Alles wäre immer einfacher gewesen, wenn wir an etwas geglaubt hätten. An eine Schicksalsschreibung, irgendetwas, das aus unserem Leben mehr gemacht hätte. Aber es gab nichts dergleichen in uns. Kein Gottvertrauen und keine Rituale außer den Abläufen des Fernsehprogramms. Ich wünschte, ich hätte eine Praxis für ihren Tod, ich wünschte, es gäbe andere hier, die sie vermissen, die mit mir sitzen, mit mir essen, sich mit mir erinnern. Aber ich bin allein, wie Edward, der alles zerschnitt, was er liebte.

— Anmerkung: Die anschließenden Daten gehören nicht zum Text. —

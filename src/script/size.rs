//! Target length of a script for a given video duration.

use serde::Serialize;

/// Average narration speed.
pub const WORDS_PER_MINUTE: f64 = 160.0;

/// Scripts target 10% over the nominal duration.
pub const LENGTH_MARGIN: f64 = 1.1;

/// Average Portuguese word length, trailing space included.
pub const CHARACTERS_PER_WORD: u32 = 8;

/// Required script length.
#[derive(Debug, Clone, Copy, PartialEq, Eq, Serialize)]
pub struct ScriptSize {
    pub words: u32,
    pub characters: u32,
}

/// Words and characters the script must contain to fill `duration_minutes`.
pub fn calculate_script_size(duration_minutes: u32) -> ScriptSize {
    let words = (duration_minutes as f64 * LENGTH_MARGIN * WORDS_PER_MINUTE).round() as u32;
    ScriptSize {
        words,
        characters: words * CHARACTERS_PER_WORD,
    }
}
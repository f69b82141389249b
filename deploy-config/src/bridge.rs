//! Configuration for the optional token-bridge extension.

use std::collections::BTreeMap;

use serde::{Deserialize, Serialize};

/// Opaque configuration for the token-bridge extension module.
///
/// The extension owns its own schema; this crate passes the record through
/// unchanged and only defines one contract: an empty record means the
/// extension is not deployed. The default is empty.
#[derive(Serialize, Deserialize, Debug, Default, Clone, PartialEq, Eq)]
#[cfg_attr(feature = "schemars", derive(schemars::JsonSchema))]
#[serde(transparent)]
pub struct BridgeExtensionConfig(pub BTreeMap<String, serde_json::Value>);

impl BridgeExtensionConfig {
    /// Whether the extension will be deployed at all.
    pub fn is_enabled(&self) -> bool {
        !self.0.is_empty()
    }
}

impl FromIterator<(String, serde_json::Value)> for BridgeExtensionConfig {
    fn from_iter<I: IntoIterator<Item = (String, serde_json::Value)>>(iter: I) -> Self {
        BridgeExtensionConfig(iter.into_iter().collect())
    }
}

Ein Loch in der Brust, wie eine durchschlagene Wand. Monsterscham.
Kein dadbod jesus, der mich zudeckt, der meine Scherenhände hält. Nur ein Vater, den ich kaum kenne. Es gibt niemanden außer mir, der die Mutter geliebt hat.

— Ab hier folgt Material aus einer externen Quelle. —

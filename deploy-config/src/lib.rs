//! Validated per-chain deployment configuration for the Lattice bridge core.
//!
//! A deployment targets exactly one chain. This crate turns raw key/value
//! configuration input into the strongly-typed, validated triple the
//! deployment pipeline consumes:
//!
//! - [`ChainDescriptor`] identifies the network itself: name, domain, RPC
//!   endpoint, optional deployer credential.
//! - [`CoreSecurityConfig`] carries the updater/watcher security parameters
//!   of the bridge core deployed onto that chain.
//! - [`BridgeExtensionConfig`] optionally configures the token-bridge
//!   extension; empty means the extension is not deployed.
//!
//! Construction is pure validation. Nothing in this crate performs network
//! access, and no partially-validated state escapes: either all three parts
//! validate and a [`ChainDeployment`] is produced, or construction fails
//! with a structured error report.

#![deny(warnings)]
#![deny(unused_results)]

use std::{fmt, str::FromStr};

use serde::{Deserialize, Deserializer, Serialize, Serializer};
use thiserror::Error;

pub mod bridge;
pub mod chain;
pub mod core;
pub mod deployment;
pub mod error;
pub mod settings;

pub use crate::bridge::BridgeExtensionConfig;
pub use crate::chain::{ChainConf, ChainDescriptor};
pub use crate::core::{CoreConf, CoreSecurityConfig, Policy};
pub use crate::deployment::ChainDeployment;
pub use crate::error::{ConfigError, ConfigErrors};
pub use crate::settings::{EnvSource, MapSource, Source};
pub use lattice_domains::Domain;

/// Raised when an address string fails format validation.
#[derive(Debug, Clone, PartialEq, Error)]
pub enum InvalidAddressError {
    /// The string does not carry the `0x` prefix.
    #[error("address {0:?} does not start with 0x")]
    MissingPrefix(String),

    /// The string is not exactly 40 hex digits after the prefix.
    #[error("address {0:?} is not 20 bytes")]
    BadLength(String),

    /// The string contains a non-hex character.
    #[error("address {0:?} is not valid hex: {1}")]
    BadHex(String, hex::FromHexError),
}

/// A 20-byte account address, the form used by every on-chain role in a
/// deployment config (updater, recovery manager, watchers, governor).
///
/// Serializes as a `0x`-prefixed lowercase hex string, the form operators
/// write in config files; parsing accepts either case.
#[derive(Debug, Default, Clone, Copy, PartialEq, Eq, PartialOrd, Ord, Hash)]
pub struct Address(pub [u8; 20]);

impl fmt::Display for Address {
    fn fmt(&self, f: &mut fmt::Formatter<'_>) -> fmt::Result {
        write!(f, "0x")?;
        for b in self.0 {
            write!(f, "{b:02x}")?;
        }

        Ok(())
    }
}

impl FromStr for Address {
    type Err = InvalidAddressError;

    fn from_str(s: &str) -> Result<Self, Self::Err> {
        let digits = s
            .strip_prefix("0x")
            .ok_or_else(|| InvalidAddressError::MissingPrefix(s.to_string()))?;

        if digits.len() != 40 {
            return Err(InvalidAddressError::BadLength(s.to_string()));
        }

        let mut buf = [0u8; 20];
        hex::decode_to_slice(digits, &mut buf)
            .map_err(|e| InvalidAddressError::BadHex(s.to_string(), e))?;

        Ok(Address(buf))
    }
}

impl Serialize for Address {
    fn serialize<S>(&self, serializer: S) -> Result<S::Ok, S::Error>
    where
        S: Serializer,
    {
        serializer.collect_str(self)
    }
}

impl<'de> Deserialize<'de> for Address {
    fn deserialize<D>(deserializer: D) -> Result<Self, D::Error>
    where
        D: Deserializer<'de>,
    {
        let s = <String as Deserialize>::deserialize(deserializer)?;
        s.parse().map_err(serde::de::Error::custom)
    }
}

#[cfg(feature = "schemars")]
impl schemars::JsonSchema for Address {
    fn schema_name() -> String {
        "Address".to_string()
    }

    fn json_schema(gen: &mut schemars::gen::SchemaGenerator) -> schemars::schema::Schema {
        gen.subschema_for::<String>()
    }
}

/// Credential material used to sign deployment transactions.
///
/// The key is opaque to this crate and treated as sensitive everywhere: it
/// is excluded from serialization, and `Debug`/`Display` redact it. Absence
/// is valid (read-only and dry-run contexts).
#[derive(Clone, PartialEq, Eq)]
pub struct DeployerKey(String);

impl DeployerKey {
    pub fn new(raw: impl Into<String>) -> Self {
        Self(raw.into())
    }

    /// Hand the raw key to a signer. The only way the material leaves this
    /// type.
    pub fn reveal(&self) -> &str {
        &self.0
    }
}

impl fmt::Debug for DeployerKey {
    fn fmt(&self, f: &mut fmt::Formatter<'_>) -> fmt::Result {
        f.write_str("DeployerKey(<redacted>)")
    }
}

impl fmt::Display for DeployerKey {
    fn fmt(&self, f: &mut fmt::Formatter<'_>) -> fmt::Result {
        f.write_str("<redacted>")
    }
}

/// Raised when an environment tag is not one of the closed set.
#[derive(Debug, Clone, PartialEq, Eq, Error)]
#[error("invalid environment: {0:?}")]
pub struct InvalidEnvironmentError(String);

/// The deployment tier. Downstream policy (confirmation counts, validation
/// strictness) keys off this tag.
#[derive(
    Serialize, Deserialize, Debug, Default, Clone, Copy, PartialEq, Eq, PartialOrd, Ord, Hash,
)]
#[cfg_attr(feature = "schemars", derive(schemars::JsonSchema))]
#[serde(rename_all = "lowercase")]
pub enum Environment {
    #[default]
    Dev,
    Staging,
    Prod,
}

impl fmt::Display for Environment {
    fn fmt(&self, f: &mut fmt::Formatter<'_>) -> fmt::Result {
        let s = match self {
            Environment::Dev => "dev",
            Environment::Staging => "staging",
            Environment::Prod => "prod",
        };

        f.write_str(s)
    }
}

impl FromStr for Environment {
    type Err = InvalidEnvironmentError;

    fn from_str(s: &str) -> Result<Self, Self::Err> {
        match s {
            "dev" => Ok(Environment::Dev),
            "staging" => Ok(Environment::Staging),
            "prod" => Ok(Environment::Prod),
            other => Err(InvalidEnvironmentError(other.to_string())),
        }
    }
}
//! Composition of the validated parts into the unit the deployment
//! pipeline consumes.

use serde::{Deserialize, Serialize};

use crate::{
    bridge::BridgeExtensionConfig,
    chain::{ChainConf, ChainDescriptor},
    core::{CoreConf, CoreSecurityConfig, Policy},
    error::ConfigErrors,
};

/// Everything the pipeline needs to deploy onto one chain: the network
/// identity, the core security parameters, and the (possibly empty)
/// token-bridge extension config.
///
/// Only fully-validated values can exist here; there is no partially-built
/// form. Safe to serialize and log: the deployer key is excluded from the
/// serialized form by [`ChainDescriptor`].
#[derive(Serialize, Deserialize, Debug, Clone, PartialEq, Eq)]
#[cfg_attr(feature = "schemars", derive(schemars::JsonSchema))]
pub struct ChainDeployment {
    pub chain: ChainDescriptor,
    pub core: CoreSecurityConfig,
    pub bridge: BridgeExtensionConfig,
}

impl ChainDeployment {
    /// Validate both raw configs and attach the extension config.
    ///
    /// The chain descriptor is built first and its failure propagates
    /// immediately; the core config then validates with full accumulation.
    /// The extension config is passed through as-is.
    pub fn new(
        chain: ChainConf,
        core: CoreConf,
        bridge: BridgeExtensionConfig,
    ) -> Result<Self, ConfigErrors> {
        let policy = Policy::for_environment(core.environment);
        Self::new_with_policy(chain, core, bridge, policy)
    }

    /// Like [`new`](Self::new), with an explicit validation policy for the
    /// core security parameters.
    pub fn new_with_policy(
        chain: ChainConf,
        core: CoreConf,
        bridge: BridgeExtensionConfig,
        policy: Policy,
    ) -> Result<Self, ConfigErrors> {
        let chain = chain.build()?;
        let core = core.build_with_policy(policy)?;

        tracing::debug!(
            name = %chain.name,
            domain = %chain.domain,
            bridge = bridge.is_enabled(),
            "assembled chain deployment config"
        );

        Ok(ChainDeployment {
            chain,
            core,
            bridge,
        })
    }
}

Die Wasseroberfläche ist jetzt leer, alle Surfer sind den Rufen an Land gefolgt. Die Wellen bilden tiefe Gräben, der Regen zieht wie eine Wand auf das Land zu. Was immer da unten am Strand passiert ist, es ist der zweite Umbruch in kurzer Zeit, den ich verpasst habe.
Ich beobachte, wie die Surfer das nasse Neopren von ihren Körpern pellen, und entdecke dabei eine Gruppe von drei Menschen, die weit vorn im nassen Sand kauert, in einer völlig anderen Welt. Eine Frau mit ihren zwei Kindern. Während der Strand sich leert, graben sie Löcher, die von schnellen Flutwogen überspült und aufgefüllt werden. Sie graben, graben, graben, und wenn das Wasser kommt, springen sie zurück. Ich höre die Kinder lachen, sie rennen ins schwarze Wasser und wieder hinaus. Sie sehen silbern darin aus, klein und glänzend im Licht.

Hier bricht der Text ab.